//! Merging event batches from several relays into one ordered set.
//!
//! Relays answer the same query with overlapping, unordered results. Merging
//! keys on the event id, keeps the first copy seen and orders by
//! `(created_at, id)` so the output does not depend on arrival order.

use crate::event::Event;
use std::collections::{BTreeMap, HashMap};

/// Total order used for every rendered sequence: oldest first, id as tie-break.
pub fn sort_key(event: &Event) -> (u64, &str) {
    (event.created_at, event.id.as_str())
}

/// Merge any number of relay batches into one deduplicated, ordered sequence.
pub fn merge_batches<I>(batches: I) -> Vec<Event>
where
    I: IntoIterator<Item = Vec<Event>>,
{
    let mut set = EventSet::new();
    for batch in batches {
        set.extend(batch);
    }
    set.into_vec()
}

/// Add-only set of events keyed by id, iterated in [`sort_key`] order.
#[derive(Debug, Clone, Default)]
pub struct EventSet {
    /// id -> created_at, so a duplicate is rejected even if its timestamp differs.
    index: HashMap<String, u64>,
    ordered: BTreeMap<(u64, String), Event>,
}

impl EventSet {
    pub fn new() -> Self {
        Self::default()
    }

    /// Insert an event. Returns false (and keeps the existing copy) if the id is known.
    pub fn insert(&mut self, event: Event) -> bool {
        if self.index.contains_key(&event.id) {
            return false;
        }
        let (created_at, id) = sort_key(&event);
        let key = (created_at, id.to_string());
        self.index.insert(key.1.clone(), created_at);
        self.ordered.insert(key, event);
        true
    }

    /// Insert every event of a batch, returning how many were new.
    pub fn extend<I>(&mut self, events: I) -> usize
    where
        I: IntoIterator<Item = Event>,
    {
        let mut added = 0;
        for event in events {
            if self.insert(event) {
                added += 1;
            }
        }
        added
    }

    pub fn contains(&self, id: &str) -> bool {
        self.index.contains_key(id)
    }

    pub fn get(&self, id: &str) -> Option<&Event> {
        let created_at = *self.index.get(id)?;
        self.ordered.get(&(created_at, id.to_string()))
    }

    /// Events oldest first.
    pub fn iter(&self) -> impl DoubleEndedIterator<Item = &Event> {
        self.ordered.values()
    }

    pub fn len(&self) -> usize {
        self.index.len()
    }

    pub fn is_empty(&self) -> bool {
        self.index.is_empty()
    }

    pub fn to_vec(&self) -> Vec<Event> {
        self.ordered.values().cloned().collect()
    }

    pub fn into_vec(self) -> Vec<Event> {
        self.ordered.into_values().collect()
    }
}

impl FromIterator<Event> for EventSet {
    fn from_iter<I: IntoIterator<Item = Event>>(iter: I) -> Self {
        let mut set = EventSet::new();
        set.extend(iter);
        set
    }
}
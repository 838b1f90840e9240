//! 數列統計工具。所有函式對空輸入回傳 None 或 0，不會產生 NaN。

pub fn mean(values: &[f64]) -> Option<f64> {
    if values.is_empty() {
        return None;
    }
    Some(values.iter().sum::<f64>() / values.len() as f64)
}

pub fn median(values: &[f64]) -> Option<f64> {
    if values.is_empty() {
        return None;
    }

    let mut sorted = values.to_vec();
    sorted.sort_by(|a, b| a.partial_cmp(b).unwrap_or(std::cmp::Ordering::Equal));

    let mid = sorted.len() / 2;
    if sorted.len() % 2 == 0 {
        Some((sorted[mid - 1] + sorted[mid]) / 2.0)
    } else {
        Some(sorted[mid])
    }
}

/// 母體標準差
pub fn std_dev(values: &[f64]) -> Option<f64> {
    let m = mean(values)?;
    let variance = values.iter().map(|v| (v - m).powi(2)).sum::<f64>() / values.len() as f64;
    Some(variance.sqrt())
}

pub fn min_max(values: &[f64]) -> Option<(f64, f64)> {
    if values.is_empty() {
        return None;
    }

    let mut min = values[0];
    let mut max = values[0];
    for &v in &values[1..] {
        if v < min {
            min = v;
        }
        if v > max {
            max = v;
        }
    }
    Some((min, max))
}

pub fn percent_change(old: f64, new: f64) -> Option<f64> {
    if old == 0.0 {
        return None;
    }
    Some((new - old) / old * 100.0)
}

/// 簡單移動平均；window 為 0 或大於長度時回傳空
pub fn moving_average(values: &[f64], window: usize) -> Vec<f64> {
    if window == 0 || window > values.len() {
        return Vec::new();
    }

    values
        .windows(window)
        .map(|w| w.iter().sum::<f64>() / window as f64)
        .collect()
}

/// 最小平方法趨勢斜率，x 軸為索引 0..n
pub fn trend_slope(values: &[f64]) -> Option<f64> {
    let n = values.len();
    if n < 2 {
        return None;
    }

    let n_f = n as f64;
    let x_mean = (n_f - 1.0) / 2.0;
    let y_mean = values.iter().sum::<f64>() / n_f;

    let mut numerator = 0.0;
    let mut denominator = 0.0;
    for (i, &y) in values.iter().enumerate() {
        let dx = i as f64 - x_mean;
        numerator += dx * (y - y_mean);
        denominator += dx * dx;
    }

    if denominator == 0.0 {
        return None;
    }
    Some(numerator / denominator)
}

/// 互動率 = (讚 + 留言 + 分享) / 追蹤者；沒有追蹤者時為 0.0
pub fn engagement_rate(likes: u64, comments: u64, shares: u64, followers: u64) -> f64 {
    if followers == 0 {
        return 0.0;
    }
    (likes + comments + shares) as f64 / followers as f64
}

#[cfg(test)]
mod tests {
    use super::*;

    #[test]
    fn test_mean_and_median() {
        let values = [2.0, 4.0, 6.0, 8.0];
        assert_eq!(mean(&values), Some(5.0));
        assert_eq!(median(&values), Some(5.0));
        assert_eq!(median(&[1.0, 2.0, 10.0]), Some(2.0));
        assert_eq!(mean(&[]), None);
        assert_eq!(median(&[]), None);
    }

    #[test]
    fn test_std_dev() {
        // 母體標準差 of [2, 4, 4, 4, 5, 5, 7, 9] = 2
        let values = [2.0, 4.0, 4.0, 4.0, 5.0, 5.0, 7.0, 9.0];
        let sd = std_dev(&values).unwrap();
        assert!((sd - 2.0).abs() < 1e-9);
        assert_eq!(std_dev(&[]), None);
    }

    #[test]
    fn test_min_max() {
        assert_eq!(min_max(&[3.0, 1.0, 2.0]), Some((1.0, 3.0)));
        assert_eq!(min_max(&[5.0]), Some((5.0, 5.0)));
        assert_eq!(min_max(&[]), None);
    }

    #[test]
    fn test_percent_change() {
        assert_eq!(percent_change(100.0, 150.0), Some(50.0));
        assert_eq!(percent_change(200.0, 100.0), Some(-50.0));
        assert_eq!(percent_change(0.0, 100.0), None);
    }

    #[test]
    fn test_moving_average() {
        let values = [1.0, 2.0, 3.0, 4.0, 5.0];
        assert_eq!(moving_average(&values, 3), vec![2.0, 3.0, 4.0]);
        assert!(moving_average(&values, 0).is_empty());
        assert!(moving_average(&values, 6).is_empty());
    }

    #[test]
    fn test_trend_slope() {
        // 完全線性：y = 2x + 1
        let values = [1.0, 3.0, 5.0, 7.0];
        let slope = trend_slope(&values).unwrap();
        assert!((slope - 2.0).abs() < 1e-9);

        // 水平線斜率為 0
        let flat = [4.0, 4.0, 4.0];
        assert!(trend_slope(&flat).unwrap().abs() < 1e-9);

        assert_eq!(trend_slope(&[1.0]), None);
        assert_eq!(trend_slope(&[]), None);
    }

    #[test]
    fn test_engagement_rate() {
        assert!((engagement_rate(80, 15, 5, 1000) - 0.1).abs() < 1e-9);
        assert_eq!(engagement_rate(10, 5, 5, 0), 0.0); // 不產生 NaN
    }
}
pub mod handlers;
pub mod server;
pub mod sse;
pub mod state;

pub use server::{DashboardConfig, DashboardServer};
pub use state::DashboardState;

:: TASK PROMPT ::
Take the lines above from the one containing "if sorted.len() %" down to the one containing "let m = mean(values)?;", and transcribe them exactly, both ends included.

:: ANSWER TO THIS TASK ::
    if sorted.len() % 2 == 0 {
        Some((sorted[mid - 1] + sorted[mid]) / 2.0)
    } else {
        Some(sorted[mid])
    }
}

/// 母體標準差
pub fn std_dev(values: &[f64]) -> Option<f64> {
    let m = mean(values)?;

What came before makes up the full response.